Moving from information perception into more profound, further developed investigation? This course will strengthen information aptitudes for information viz-astute clients who need to move into investigation and information science keeping in mind the end goal to upgrade their organizations by outfitting the systematic energy of R and the dazzling perception capacities of Tableau.

Together, Tableau and R offer open examination by enabling a blend of simple to-utilize information perception alongside industry-standard, powerful measurable calculation. Perusers will run over an extensive variety of machine learning calculations and figure out how distinct, prescriptive, prescient, and outwardly engaging systematic arrangements can be composed with R and Tableau.

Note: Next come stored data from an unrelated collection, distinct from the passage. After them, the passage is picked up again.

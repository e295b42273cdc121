pub mod flash_records;
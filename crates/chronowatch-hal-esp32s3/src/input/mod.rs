pub mod buttons;
use embedded_hal::digital::InputPin;
use heapless::Deque;
use log::warn;

use chronowatch_core::input::{Button, ButtonEvent, InputProvider};

const BUTTON_ORDER: [Button; 4] = [Button::Back, Button::Up, Button::Select, Button::Down];
const PENDING_EVENTS: usize = 16;

#[derive(Debug, Clone, Copy)]
pub struct ButtonConfig {
    active_low: bool,
    debounce_polls: u8,
    long_press_polls: u16,
}

impl Default for ButtonConfig {
    fn default() -> Self {
        Self {
            active_low: true,
            debounce_polls: 3,
            long_press_polls: 500,
        }
    }
}

impl ButtonConfig {
    pub const fn with_active_low(mut self, active_low: bool) -> Self {
        self.active_low = active_low;
        self
    }

    pub const fn with_debounce_polls(mut self, debounce_polls: u8) -> Self {
        self.debounce_polls = debounce_polls;
        self
    }

    /// Polls a button must stay down before it reports a long press.
    pub const fn with_long_press_polls(mut self, long_press_polls: u16) -> Self {
        self.long_press_polls = long_press_polls;
        self
    }
}

#[derive(Debug)]
pub enum ButtonInputError<E> {
    Pin { button: Button, error: E },
}

#[derive(Debug, Default, Clone, Copy)]
struct ButtonState {
    raw: bool,
    stable: bool,
    stable_count: u8,
    held_polls: u16,
    long_fired: bool,
}

/// Four debounced push buttons turned into press, release, click and
/// long-press gestures.
#[derive(Debug)]
pub struct ButtonInput<P> {
    pins: [P; 4],
    config: ButtonConfig,
    states: [ButtonState; 4],
    pending: Deque<ButtonEvent, PENDING_EVENTS>,
}

impl<P> ButtonInput<P>
where
    P: InputPin,
{
    /// Pins are given in `Back, Up, Select, Down` order.
    pub fn new(
        mut pins: [P; 4],
        config: ButtonConfig,
    ) -> Result<Self, ButtonInputError<P::Error>> {
        let mut states = [ButtonState::default(); 4];
        for (index, pin) in pins.iter_mut().enumerate() {
            let high = pin.is_high().map_err(|error| ButtonInputError::Pin {
                button: BUTTON_ORDER[index],
                error,
            })?;
            let pressed = pressed_from_level(high, config.active_low);
            states[index].raw = pressed;
            states[index].stable = pressed;
            // A button held through boot must not fire a long press.
            states[index].long_fired = pressed;
        }

        Ok(Self {
            pins,
            config,
            states,
            pending: Deque::new(),
        })
    }

    fn poll_button(&mut self, index: usize) -> Result<(), ButtonInputError<P::Error>> {
        let button = BUTTON_ORDER[index];
        let high = self.pins[index]
            .is_high()
            .map_err(|error| ButtonInputError::Pin { button, error })?;
        let pressed = pressed_from_level(high, self.config.active_low);

        let debounce_threshold = self.config.debounce_polls.max(1);
        let long_press_threshold = self.config.long_press_polls.max(1);
        let state = &mut self.states[index];

        if pressed == state.raw {
            state.stable_count = state.stable_count.saturating_add(1);
        } else {
            state.raw = pressed;
            state.stable_count = 0;
        }

        if state.stable_count >= debounce_threshold && state.stable != state.raw {
            state.stable = state.raw;
            if state.stable {
                state.held_polls = 0;
                state.long_fired = false;
                self.push(ButtonEvent::pressed(button));
            } else {
                let click = !state.long_fired;
                self.push(ButtonEvent::released(button));
                if click {
                    self.push(ButtonEvent::click(button));
                }
            }
            return Ok(());
        }

        if state.stable && !state.long_fired {
            state.held_polls = state.held_polls.saturating_add(1);
            if state.held_polls >= long_press_threshold {
                state.long_fired = true;
                self.push(ButtonEvent::long_press(button));
            }
        }

        Ok(())
    }

    fn push(&mut self, event: ButtonEvent) {
        if self.pending.push_back(event).is_err() {
            warn!("buttons: event queue full, dropping {:?}", event);
        }
    }
}

impl<P> InputProvider for ButtonInput<P>
where
    P: InputPin,
{
    type Error = ButtonInputError<P::Error>;

    fn poll_event(&mut self) -> Result<Option<ButtonEvent>, Self::Error> {
        if let Some(event) = self.pending.pop_front() {
            return Ok(Some(event));
        }

        for index in 0..BUTTON_ORDER.len() {
            self.poll_button(index)?;
        }

        Ok(self.pending.pop_front())
    }
}

#[inline]
fn pressed_from_level(high: bool, active_low: bool) -> bool {
    if active_low { !high } else { high }
}
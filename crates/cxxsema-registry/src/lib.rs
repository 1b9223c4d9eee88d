//! Type and function storage for the cxxsema engine.
//!
//! This crate provides [`TypeRegistry`], the hash-keyed store of type and
//! function entries that the conversion engine queries. It plays the role
//! of the external type system in the engine's contract: it knows what a
//! type *is* (class, enum, builtin), which classes derive from which, and
//! which user-defined conversion members a class declares.

mod registry;

pub use registry::TypeRegistry;
//! User-defined conversions.
//!
//! When no standard conversion sequence reaches the target, a single
//! user-defined conversion may bridge the gap:
//!
//! - a converting constructor of a class target, or
//! - a conversion operator of a class source.
//!
//! Each candidate contributes a standard-conversion leg (argument to
//! constructor parameter, or operator result to target) built with further
//! user conversions forbidden. The best leg wins; a tie between different
//! functions marks the result ambiguous.

use std::cmp::Ordering;

use cxxsema_core::{Argument, DataType, RefKind, TypeHash};
use cxxsema_registry::TypeRegistry;

use crate::cost::{ConversionCost, SequenceCost};

use super::{UdcMode, implicit_conversion_sequence};

/// Find a user-defined conversion from `arg` to the (non-reference)
/// `target` value type.
pub fn find_user_conversion(
    arg: &Argument,
    target: &DataType,
    registry: &TypeRegistry,
) -> ConversionCost {
    debug_assert!(!target.is_reference());

    let mut selection = Selection::default();

    collect_converting_constructors(arg, target, registry, &mut selection);
    collect_conversion_operators(arg, target, registry, &mut selection);

    match selection.best {
        None => ConversionCost::NoConversion,
        Some((function, mut cost)) => {
            cost.set_user_defined_conversion(function);
            if selection.ambiguous {
                cost.set_ambiguous_udc(true);
            }
            cost.into()
        }
    }
}

/// Running best candidate while scanning conversion functions.
#[derive(Default)]
struct Selection {
    best: Option<(TypeHash, SequenceCost)>,
    ambiguous: bool,
}

impl Selection {
    fn consider(&mut self, function: TypeHash, leg: SequenceCost) {
        match &self.best {
            None => {
                self.best = Some((function, leg));
            }
            Some((_, current)) => {
                let challenger = ConversionCost::from(leg.clone());
                match challenger.compare(&ConversionCost::from(current.clone())) {
                    Ordering::Less => {
                        self.best = Some((function, leg));
                        self.ambiguous = false;
                    }
                    Ordering::Equal => self.ambiguous = true,
                    Ordering::Greater => {}
                }
            }
        }
    }
}

/// Single-argument constructors of a class target.
fn collect_converting_constructors(
    arg: &Argument,
    target: &DataType,
    registry: &TypeRegistry,
    selection: &mut Selection,
) {
    if target.indirection != 0 {
        return;
    }
    let Some(class) = registry.get_type(target.type_hash).and_then(|t| t.as_class()) else {
        return;
    };
    for &ctor in &class.constructors {
        let Some(entry) = registry.get_function(ctor) else {
            continue;
        };
        let def = &entry.def;
        if def.params.len() != 1 {
            continue;
        }
        let leg =
            implicit_conversion_sequence(arg, &def.params[0].data_type, UdcMode::Forbidden, registry);
        if let ConversionCost::Sequence(leg) = leg {
            selection.consider(def.func_hash, leg);
        }
    }
}

/// Conversion operators of a class source.
fn collect_conversion_operators(
    arg: &Argument,
    target: &DataType,
    registry: &TypeRegistry,
    selection: &mut Selection,
) {
    let source = arg.data_type;
    if source.indirection != 0 {
        return;
    }
    let Some(class) = registry.get_type(source.type_hash).and_then(|t| t.as_class()) else {
        return;
    };
    for &op in &class.conversion_operators {
        let Some(entry) = registry.get_function(op) else {
            continue;
        };
        let def = &entry.def;
        // a const source object only reaches const-qualified operators
        if source.is_const() && !def.is_const {
            continue;
        }
        let result = def.return_type;
        let result_arg = match result.ref_kind {
            RefKind::None => Argument::rvalue(result),
            RefKind::Lvalue => Argument::lvalue(result.referenced()),
            RefKind::Rvalue => Argument::xvalue(result.referenced()),
        };
        let leg = implicit_conversion_sequence(&result_arg, target, UdcMode::Forbidden, registry);
        if let ConversionCost::Sequence(leg) = leg {
            selection.consider(def.func_hash, leg);
        }
    }
}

Keeping in mind the end goal to boost learning, hands-on illustrations will facilitate the change from being an information smart client to an information examiner utilizing sound factual devices to perform progressed examination.


This class is for Tableau clients who are OK with the item and are prepared to change to from being an information keen client to being an information investigator utilizing sound factual devices to perform progressed examination.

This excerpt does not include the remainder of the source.